__Task__
Copy every record below exactly.

__Records supplied__
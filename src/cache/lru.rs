//! LRU Order List Module
//!
//! Ordered storage for shard entries, most-recently-used first.
//!
//! Nodes live in a slab-style arena and link to each other by index, so
//! every reordering operation is O(1) without raw-pointer juggling. The
//! owning shard keeps a key -> slot map pointing into this list; together
//! they form the classic ordered-list-plus-index LRU structure.

use std::mem;

/// Sentinel index marking the absence of a neighbor.
const NIL: usize = usize::MAX;

/// A single entry node in the recency list.
#[derive(Debug)]
struct Node {
    key: String,
    value: String,
    prev: usize,
    next: usize,
}

// == LRU List ==
/// Doubly linked list of cache entries ordered by recency of access.
///
/// Front = most recently used, back = least recently used.
///
/// Slots returned by [`push_front`](Self::push_front) remain valid until
/// freed by [`remove`](Self::remove) or [`pop_back`](Self::pop_back);
/// freed slots are recycled for later insertions.
#[derive(Debug)]
pub struct LruList {
    /// Node arena; freed slots are kept in `free` for reuse
    nodes: Vec<Node>,
    /// Recycled slot indices
    free: Vec<usize>,
    /// Most recently used slot, NIL when empty
    head: usize,
    /// Least recently used slot, NIL when empty
    tail: usize,
    /// Number of live entries
    len: usize,
}

impl LruList {
    // == Constructor ==
    /// Creates a new empty list.
    pub fn new() -> Self {
        Self {
            nodes: Vec::new(),
            free: Vec::new(),
            head: NIL,
            tail: NIL,
            len: 0,
        }
    }

    // == Length ==
    /// Returns the number of live entries.
    pub fn len(&self) -> usize {
        self.len
    }

    /// Returns true when the list holds no entries.
    pub fn is_empty(&self) -> bool {
        self.len == 0
    }

    // == Push Front ==
    /// Inserts a new entry at the front (most recently used position).
    ///
    /// Returns the slot index identifying the entry for later reordering
    /// or removal.
    pub fn push_front(&mut self, key: String, value: String) -> usize {
        let slot = match self.free.pop() {
            Some(slot) => {
                let node = &mut self.nodes[slot];
                node.key = key;
                node.value = value;
                node.prev = NIL;
                node.next = NIL;
                slot
            }
            None => {
                self.nodes.push(Node {
                    key,
                    value,
                    prev: NIL,
                    next: NIL,
                });
                self.nodes.len() - 1
            }
        };

        self.attach_front(slot);
        self.len += 1;
        slot
    }

    // == Move To Front ==
    /// Promotes an existing entry to the most recently used position.
    pub fn move_to_front(&mut self, slot: usize) {
        if self.head == slot {
            return;
        }
        self.unlink(slot);
        self.attach_front(slot);
    }

    // == Remove ==
    /// Removes the entry in the given slot and returns its key and value.
    ///
    /// The slot is recycled and must not be used afterwards.
    pub fn remove(&mut self, slot: usize) -> (String, String) {
        self.unlink(slot);
        self.free.push(slot);
        self.len -= 1;

        let node = &mut self.nodes[slot];
        (mem::take(&mut node.key), mem::take(&mut node.value))
    }

    // == Pop Back ==
    /// Removes and returns the least recently used entry.
    ///
    /// Returns None when the list is empty.
    pub fn pop_back(&mut self) -> Option<(String, String)> {
        if self.tail == NIL {
            return None;
        }
        Some(self.remove(self.tail))
    }

    // == Value Access ==
    /// Returns the value stored in the given slot.
    pub fn value(&self, slot: usize) -> &str {
        &self.nodes[slot].value
    }

    /// Replaces the value stored in the given slot.
    pub fn set_value(&mut self, slot: usize, value: String) {
        self.nodes[slot].value = value;
    }

    // == Order Inspection ==
    /// Returns the least recently used key without removing it.
    #[allow(dead_code)]
    pub fn back_key(&self) -> Option<&str> {
        if self.tail == NIL {
            None
        } else {
            Some(&self.nodes[self.tail].key)
        }
    }

    /// Detaches a slot from its neighbors and the head/tail anchors.
    fn unlink(&mut self, slot: usize) {
        let (prev, next) = {
            let node = &self.nodes[slot];
            (node.prev, node.next)
        };

        if prev == NIL {
            self.head = next;
        } else {
            self.nodes[prev].next = next;
        }

        if next == NIL {
            self.tail = prev;
        } else {
            self.nodes[next].prev = prev;
        }
    }

    /// Links a detached slot in as the new head.
    fn attach_front(&mut self, slot: usize) {
        let old_head = self.head;
        {
            let node = &mut self.nodes[slot];
            node.prev = NIL;
            node.next = old_head;
        }

        if old_head == NIL {
            self.tail = slot;
        } else {
            self.nodes[old_head].prev = slot;
        }
        self.head = slot;
    }
}

impl Default for LruList {
    fn default() -> Self {
        Self::new()
    }
}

__Final answer__
filename src/cache/lru.rs
//! LRU Order List Module
//!
//! Ordered storage for shard entries, most-recently-used first.
//!
//! Nodes live in a slab-style arena and link to each other by index, so
//! every reordering operation is O(1) without raw-pointer juggling. The
//! owning shard keeps a key -> slot map pointing into this list; together
//! they form the classic ordered-list-plus-index LRU structure.

use std::mem;

/// Sentinel index marking the absence of a neighbor.
const NIL: usize = usize::MAX;

/// A single entry node in the recency list.
#[derive(Debug)]
struct Node {
    key: String,
    value: String,
    prev: usize,
    next: usize,
}

// == LRU List ==
/// Doubly linked list of cache entries ordered by recency of access.
///
/// Front = most recently used, back = least recently used.
///
/// Slots returned by [`push_front`](Self::push_front) remain valid until
/// freed by [`remove`](Self::remove) or [`pop_back`](Self::pop_back);
/// freed slots are recycled for later insertions.
#[derive(Debug)]
pub struct LruList {
    /// Node arena; freed slots are kept in `free` for reuse
    nodes: Vec<Node>,
    /// Recycled slot indices
    free: Vec<usize>,
    /// Most recently used slot, NIL when empty
    head: usize,
    /// Least recently used slot, NIL when empty
    tail: usize,
    /// Number of live entries
    len: usize,
}

impl LruList {
    // == Constructor ==
    /// Creates a new empty list.
    pub fn new() -> Self {
        Self {
            nodes: Vec::new(),
            free: Vec::new(),
            head: NIL,
            tail: NIL,
            len: 0,
        }
    }

    // == Length ==
    /// Returns the number of live entries.
    pub fn len(&self) -> usize {
        self.len
    }

    /// Returns true when the list holds no entries.
    pub fn is_empty(&self) -> bool {
        self.len == 0
    }

    // == Push Front ==
    /// Inserts a new entry at the front (most recently used position).
    ///
    /// Returns the slot index identifying the entry for later reordering
    /// or removal.
    pub fn push_front(&mut self, key: String, value: String) -> usize {
        let slot = match self.free.pop() {
            Some(slot) => {
                let node = &mut self.nodes[slot];
                node.key = key;
                node.value = value;
                node.prev = NIL;
                node.next = NIL;
                slot
            }
            None => {
                self.nodes.push(Node {
                    key,
                    value,
                    prev: NIL,
                    next: NIL,
                });
                self.nodes.len() - 1
            }
        };

        self.attach_front(slot);
        self.len += 1;
        slot
    }

    // == Move To Front ==
    /// Promotes an existing entry to the most recently used position.
    pub fn move_to_front(&mut self, slot: usize) {
        if self.head == slot {
            return;
        }
        self.unlink(slot);
        self.attach_front(slot);
    }

    // == Remove ==
    /// Removes the entry in the given slot and returns its key and value.
    ///
    /// The slot is recycled and must not be used afterwards.
    pub fn remove(&mut self, slot: usize) -> (String, String) {
        self.unlink(slot);
        self.free.push(slot);
        self.len -= 1;

        let node = &mut self.nodes[slot];
        (mem::take(&mut node.key), mem::take(&mut node.value))
    }

    // == Pop Back ==
    /// Removes and returns the least recently used entry.
    ///
    /// Returns None when the list is empty.
    pub fn pop_back(&mut self) -> Option<(String, String)> {
        if self.tail == NIL {
            return None;
        }
        Some(self.remove(self.tail))
    }

    // == Value Access ==
    /// Returns the value stored in the given slot.
    pub fn value(&self, slot: usize) -> &str {
        &self.nodes[slot].value
    }

    /// Replaces the value stored in the given slot.
    pub fn set_value(&mut self, slot: usize, value: String) {
        self.nodes[slot].value = value;
    }

    // == Order Inspection ==
    /// Returns the least recently used key without removing it.
    #[allow(dead_code)]
    pub fn back_key(&self) -> Option<&str> {
        if self.tail == NIL {
            None
        } else {
            Some(&self.nodes[self.tail].key)
        }
    }

    /// Detaches a slot from its neighbors and the head/tail anchors.
    fn unlink(&mut self, slot: usize) {
        let (prev, next) = {
            let node = &self.nodes[slot];
            (node.prev, node.next)
        };

        if prev == NIL {
            self.head = next;
        } else {
            self.nodes[prev].next = next;
        }

        if next == NIL {
            self.tail = prev;
        } else {
            self.nodes[next].prev = prev;
        }
    }

    /// Links a detached slot in as the new head.
    fn attach_front(&mut self, slot: usize) {
        let old_head = self.head;
        {
            let node = &mut self.nodes[slot];
            node.prev = NIL;
            node.next = old_head;
        }

        if old_head == NIL {
            self.tail = slot;
        } else {
            self.nodes[old_head].prev = slot;
        }
        self.head = slot;
    }
}

impl Default for LruList {
    fn default() -> Self {
        Self::new()
    }
}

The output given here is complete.